Supplied records:
───

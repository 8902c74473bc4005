use std::sync::{
    Arc,
    atomic::{AtomicUsize, Ordering},
};

use bytes::{BufMut, BytesMut};
use wdl_nbt::{Nbt, NbtList, NbtTag, compound::NbtCompound};
use wdl_protocol::{ByteBufMut, ByteCursor, ReadingError, VarInt};
use wdl_util::{Dimension, math::vector2::Vector2};

use crate::{
    block::{BlockState, GlobalPalette},
    chunk::{
        CHUNK_AREA, ChunkColumn, ChunkDataHeader, ChunkParsingError, SECTION_COUNT, biome,
        palette::Palette,
        section::{ChunkSection, SECTION_VOLUME},
        version::VersionStrategy,
    },
};

fn strategy(protocol: i32) -> &'static VersionStrategy {
    VersionStrategy::for_protocol(protocol).unwrap()
}

/// A section alternating between two ids.
fn section(y: u8, a: u32, b: u32, strategy: &VersionStrategy) -> ChunkSection {
    let states: Vec<u32> = (0..SECTION_VOLUME)
        .map(|index| if index % 2 == 0 { a } else { b })
        .collect();
    ChunkSection::from_states(y, &states, strategy)
}

fn heights() -> Vec<u32> {
    (0..CHUNK_AREA as u32).map(|index| 60 + index % 16).collect()
}

fn height_maps(strategy: &VersionStrategy) -> NbtCompound {
    let mut compound = NbtCompound::new();
    compound.put(
        "MOTION_BLOCKING",
        NbtTag::LongArray(strategy.layout.pack(&heights(), 9)),
    );
    compound
}

fn chest(x: i32, y: i32, z: i32) -> NbtCompound {
    let mut tag = NbtCompound::new();
    tag.put_string("id", "minecraft:chest");
    tag.put_int("x", x);
    tag.put_int("y", y);
    tag.put_int("z", z);
    tag
}

/// Builds the chunk data payload that follows the packet header.
fn payload(
    strategy: &VersionStrategy,
    dimension: Dimension,
    full: bool,
    mask: i32,
    sections: &[ChunkSection],
    tile_entities: &[NbtCompound],
) -> BytesMut {
    let mut buf = BytesMut::new();
    buf.put_var_int(&VarInt(mask));
    if strategy.height_maps {
        buf.put_nbt(&Nbt::from(height_maps(strategy))).unwrap();
    }
    if full && strategy.biomes.is_3d() {
        biome::write(&mut buf, strategy.biomes, None).unwrap();
    }

    let mut column = BytesMut::new();
    for section in sections {
        section.encode(&mut column, strategy, dimension).unwrap();
    }
    if full && !strategy.biomes.is_3d() {
        biome::write(&mut column, strategy.biomes, None).unwrap();
    }
    buf.put_length(column.len()).unwrap();
    buf.put_slice(&column);

    buf.put_length(tile_entities.len()).unwrap();
    for tag in tile_entities {
        buf.put_nbt(&Nbt::from(tag.clone())).unwrap();
    }
    buf
}

fn registry() -> GlobalPalette {
    [
        (0, BlockState::new("minecraft:air")),
        (1, BlockState::new("minecraft:stone")),
        (2, BlockState::new("minecraft:granite")),
        (3, BlockState::new("minecraft:dirt")),
        (4, BlockState::new("minecraft:oak_log").with_property("axis", "y")),
    ]
    .into_iter()
    .collect()
}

───

Instructions for the task:
Word for word, reproduce every line of the data.

Task solution:
repository 8902c74473bc4005
use std::sync::{
    Arc,
    atomic::{AtomicUsize, Ordering},
};

use bytes::{BufMut, BytesMut};
use wdl_nbt::{Nbt, NbtList, NbtTag, compound::NbtCompound};
use wdl_protocol::{ByteBufMut, ByteCursor, ReadingError, VarInt};
use wdl_util::{Dimension, math::vector2::Vector2};

use crate::{
    block::{BlockState, GlobalPalette},
    chunk::{
        CHUNK_AREA, ChunkColumn, ChunkDataHeader, ChunkParsingError, SECTION_COUNT, biome,
        palette::Palette,
        section::{ChunkSection, SECTION_VOLUME},
        version::VersionStrategy,
    },
};

fn strategy(protocol: i32) -> &'static VersionStrategy {
    VersionStrategy::for_protocol(protocol).unwrap()
}

/// A section alternating between two ids.
fn section(y: u8, a: u32, b: u32, strategy: &VersionStrategy) -> ChunkSection {
    let states: Vec<u32> = (0..SECTION_VOLUME)
        .map(|index| if index % 2 == 0 { a } else { b })
        .collect();
    ChunkSection::from_states(y, &states, strategy)
}

fn heights() -> Vec<u32> {
    (0..CHUNK_AREA as u32).map(|index| 60 + index % 16).collect()
}

fn height_maps(strategy: &VersionStrategy) -> NbtCompound {
    let mut compound = NbtCompound::new();
    compound.put(
        "MOTION_BLOCKING",
        NbtTag::LongArray(strategy.layout.pack(&heights(), 9)),
    );
    compound
}

fn chest(x: i32, y: i32, z: i32) -> NbtCompound {
    let mut tag = NbtCompound::new();
    tag.put_string("id", "minecraft:chest");
    tag.put_int("x", x);
    tag.put_int("y", y);
    tag.put_int("z", z);
    tag
}

/// Builds the chunk data payload that follows the packet header.
fn payload(
    strategy: &VersionStrategy,
    dimension: Dimension,
    full: bool,
    mask: i32,
    sections: &[ChunkSection],
    tile_entities: &[NbtCompound],
) -> BytesMut {
    let mut buf = BytesMut::new();
    buf.put_var_int(&VarInt(mask));
    if strategy.height_maps {
        buf.put_nbt(&Nbt::from(height_maps(strategy))).unwrap();
    }
    if full && strategy.biomes.is_3d() {
        biome::write(&mut buf, strategy.biomes, None).unwrap();
    }

    let mut column = BytesMut::new();
    for section in sections {
        section.encode(&mut column, strategy, dimension).unwrap();
    }
    if full && !strategy.biomes.is_3d() {
        biome::write(&mut column, strategy.biomes, None).unwrap();
    }
    buf.put_length(column.len()).unwrap();
    buf.put_slice(&column);

    buf.put_length(tile_entities.len()).unwrap();
    for tag in tile_entities {
        buf.put_nbt(&Nbt::from(tag.clone())).unwrap();
    }
    buf
}

fn registry() -> GlobalPalette {
    [
        (0, BlockState::new("minecraft:air")),
        (1, BlockState::new("minecraft:stone")),
        (2, BlockState::new("minecraft:granite")),
        (3, BlockState::new("minecraft:dirt")),
        (4, BlockState::new("minecraft:oak_log").with_property("axis", "y")),
    ]
    .into_iter()
    .collect()
}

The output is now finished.